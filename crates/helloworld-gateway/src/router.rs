use std::time::Duration;

use axum::Router;
use axum::middleware::from_fn;
use axum::routing::{any, get};
use tower_http::timeout::TimeoutLayer;
use tower_http::trace::TraceLayer;

use crate::handlers;
use crate::middleware::cors_and_log;
use crate::state::SharedState;

/// Build the application router.
///
/// Trailing-slash normalisation has to wrap the finished router, see
/// [`crate::server::GatewayServer::run_until`].
pub fn build_router(state: SharedState) -> Router {
    let timeout = Duration::from_secs(state.config.gateway.request_timeout_secs);

    // Specific routes first; `/` and the static fallback catch the rest.
    Router::new()
        .route("/helloworld", get(handlers::hello_world))
        .route("/hellovars/{var1}/{var2}", get(handlers::hello_vars))
        .route("/health", get(handlers::health))
        .route("/api/status", get(handlers::status))
        .route("/api/greetings", get(handlers::greetings))
        .route("/", any(handlers::home_page))
        .fallback(handlers::static_file)
        .layer(from_fn(cors_and_log))
        .layer(TimeoutLayer::new(timeout))
        .layer(TraceLayer::new_for_http())
        .with_state(state)
}

#[cfg(test)]
mod tests {
    use std::sync::Arc;

    use axum::body::{Body, to_bytes};
    use axum::http::{Request, StatusCode};
    use helloworld_config::AppConfig;
    use helloworld_db::{Database, Migrator};
    use tower::ServiceExt;

    use super::*;
    use crate::state::AppState;

    fn test_state() -> SharedState {
        let db = Arc::new(Database::in_memory().unwrap());
        let report = db.migrate(&Migrator::embedded()).unwrap();
        Arc::new(AppState::new(AppConfig::default(), db, report))
    }

    async fn body_text(resp: axum::response::Response) -> String {
        let bytes = to_bytes(resp.into_body(), usize::MAX).await.unwrap();
        String::from_utf8(bytes.to_vec()).unwrap()
    }

    #[tokio::test]
    async fn hello_vars_echoes_path_params() {
        let resp = build_router(test_state())
            .oneshot(Request::get("/hellovars/a/b").body(Body::empty()).unwrap())
            .await
            .unwrap();
        assert_eq!(resp.status(), StatusCode::OK);
        assert_eq!(body_text(resp).await, "Path params: a b\n");
    }

    #[tokio::test]
    async fn every_response_carries_cors_headers() {
        let resp = build_router(test_state())
            .oneshot(Request::get("/ui/missing.png").body(Body::empty()).unwrap())
            .await
            .unwrap();
        assert_eq!(resp.status(), StatusCode::NOT_FOUND);
        assert_eq!(resp.headers()["access-control-allow-origin"], "*");
        assert_eq!(
            resp.headers()["access-control-allow-methods"],
            "POST, GET, OPTIONS, PUT, DELETE"
        );
    }

    #[tokio::test]
    async fn root_serves_index_for_any_method() {
        let resp = build_router(test_state())
            .oneshot(Request::post("/").body(Body::empty()).unwrap())
            .await
            .unwrap();
        assert_eq!(resp.status(), StatusCode::OK);
        assert!(body_text(resp).await.contains("<h1>helloworldapp</h1>"));
    }

    #[tokio::test]
    async fn hello_world_rejects_post() {
        let resp = build_router(test_state())
            .oneshot(Request::post("/helloworld").body(Body::empty()).unwrap())
            .await
            .unwrap();
        assert_eq!(resp.status(), StatusCode::METHOD_NOT_ALLOWED);
    }

    #[tokio::test]
    async fn greetings_come_from_migrated_table() {
        let resp = build_router(test_state())
            .oneshot(Request::get("/api/greetings").body(Body::empty()).unwrap())
            .await
            .unwrap();
        assert_eq!(resp.status(), StatusCode::OK);
        let json: serde_json::Value = serde_json::from_str(&body_text(resp).await).unwrap();
        assert_eq!(json[0]["message"], "Hello World");
    }

    #[tokio::test]
    async fn greetings_on_unmigrated_database_is_server_error() {
        let db = Arc::new(Database::in_memory().unwrap());
        let report = helloworld_db::MigrationReport {
            starting_version: helloworld_db::SchemaVersion::UNINITIALIZED,
            final_version: helloworld_db::SchemaVersion::UNINITIALIZED,
            applied: Vec::new(),
            failure: Some("skipped".into()),
        };
        let state = Arc::new(AppState::new(AppConfig::default(), db, report));

        let resp = build_router(state)
            .oneshot(Request::get("/api/greetings").body(Body::empty()).unwrap())
            .await
            .unwrap();
        assert_eq!(resp.status(), StatusCode::INTERNAL_SERVER_ERROR);
        assert!(body_text(resp).await.contains("no such table"));
    }
}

------

** Description of the task **
Repeat each record word for word. Do not leave any out.

** Answer for this exercise **
filename crates/helloworld-gateway/src/router.rs
use std::time::Duration;

use axum::Router;
use axum::middleware::from_fn;
use axum::routing::{any, get};
use tower_http::timeout::TimeoutLayer;
use tower_http::trace::TraceLayer;

use crate::handlers;
use crate::middleware::cors_and_log;
use crate::state::SharedState;

/// Build the application router.
///
/// Trailing-slash normalisation has to wrap the finished router, see
/// [`crate::server::GatewayServer::run_until`].
pub fn build_router(state: SharedState) -> Router {
    let timeout = Duration::from_secs(state.config.gateway.request_timeout_secs);

    // Specific routes first; `/` and the static fallback catch the rest.
    Router::new()
        .route("/helloworld", get(handlers::hello_world))
        .route("/hellovars/{var1}/{var2}", get(handlers::hello_vars))
        .route("/health", get(handlers::health))
        .route("/api/status", get(handlers::status))
        .route("/api/greetings", get(handlers::greetings))
        .route("/", any(handlers::home_page))
        .fallback(handlers::static_file)
        .layer(from_fn(cors_and_log))
        .layer(TimeoutLayer::new(timeout))
        .layer(TraceLayer::new_for_http())
        .with_state(state)
}

#[cfg(test)]
mod tests {
    use std::sync::Arc;

    use axum::body::{Body, to_bytes};
    use axum::http::{Request, StatusCode};
    use helloworld_config::AppConfig;
    use helloworld_db::{Database, Migrator};
    use tower::ServiceExt;

    use super::*;
    use crate::state::AppState;

    fn test_state() -> SharedState {
        let db = Arc::new(Database::in_memory().unwrap());
        let report = db.migrate(&Migrator::embedded()).unwrap();
        Arc::new(AppState::new(AppConfig::default(), db, report))
    }

    async fn body_text(resp: axum::response::Response) -> String {
        let bytes = to_bytes(resp.into_body(), usize::MAX).await.unwrap();
        String::from_utf8(bytes.to_vec()).unwrap()
    }

    #[tokio::test]
    async fn hello_vars_echoes_path_params() {
        let resp = build_router(test_state())
            .oneshot(Request::get("/hellovars/a/b").body(Body::empty()).unwrap())
            .await
            .unwrap();
        assert_eq!(resp.status(), StatusCode::OK);
        assert_eq!(body_text(resp).await, "Path params: a b\n");
    }

    #[tokio::test]
    async fn every_response_carries_cors_headers() {
        let resp = build_router(test_state())
            .oneshot(Request::get("/ui/missing.png").body(Body::empty()).unwrap())
            .await
            .unwrap();
        assert_eq!(resp.status(), StatusCode::NOT_FOUND);
        assert_eq!(resp.headers()["access-control-allow-origin"], "*");
        assert_eq!(
            resp.headers()["access-control-allow-methods"],
            "POST, GET, OPTIONS, PUT, DELETE"
        );
    }

    #[tokio::test]
    async fn root_serves_index_for_any_method() {
        let resp = build_router(test_state())
            .oneshot(Request::post("/").body(Body::empty()).unwrap())
            .await
            .unwrap();
        assert_eq!(resp.status(), StatusCode::OK);
        assert!(body_text(resp).await.contains("<h1>helloworldapp</h1>"));
    }

    #[tokio::test]
    async fn hello_world_rejects_post() {
        let resp = build_router(test_state())
            .oneshot(Request::post("/helloworld").body(Body::empty()).unwrap())
            .await
            .unwrap();
        assert_eq!(resp.status(), StatusCode::METHOD_NOT_ALLOWED);
    }

    #[tokio::test]
    async fn greetings_come_from_migrated_table() {
        let resp = build_router(test_state())
            .oneshot(Request::get("/api/greetings").body(Body::empty()).unwrap())
            .await
            .unwrap();
        assert_eq!(resp.status(), StatusCode::OK);
        let json: serde_json::Value = serde_json::from_str(&body_text(resp).await).unwrap();
        assert_eq!(json[0]["message"], "Hello World");
    }

    #[tokio::test]
    async fn greetings_on_unmigrated_database_is_server_error() {
        let db = Arc::new(Database::in_memory().unwrap());
        let report = helloworld_db::MigrationReport {
            starting_version: helloworld_db::SchemaVersion::UNINITIALIZED,
            final_version: helloworld_db::SchemaVersion::UNINITIALIZED,
            applied: Vec::new(),
            failure: Some("skipped".into()),
        };
        let state = Arc::new(AppState::new(AppConfig::default(), db, report));

        let resp = build_router(state)
            .oneshot(Request::get("/api/greetings").body(Body::empty()).unwrap())
            .await
            .unwrap();
        assert_eq!(resp.status(), StatusCode::INTERNAL_SERVER_ERROR);
        assert!(body_text(resp).await.contains("no such table"));
    }
}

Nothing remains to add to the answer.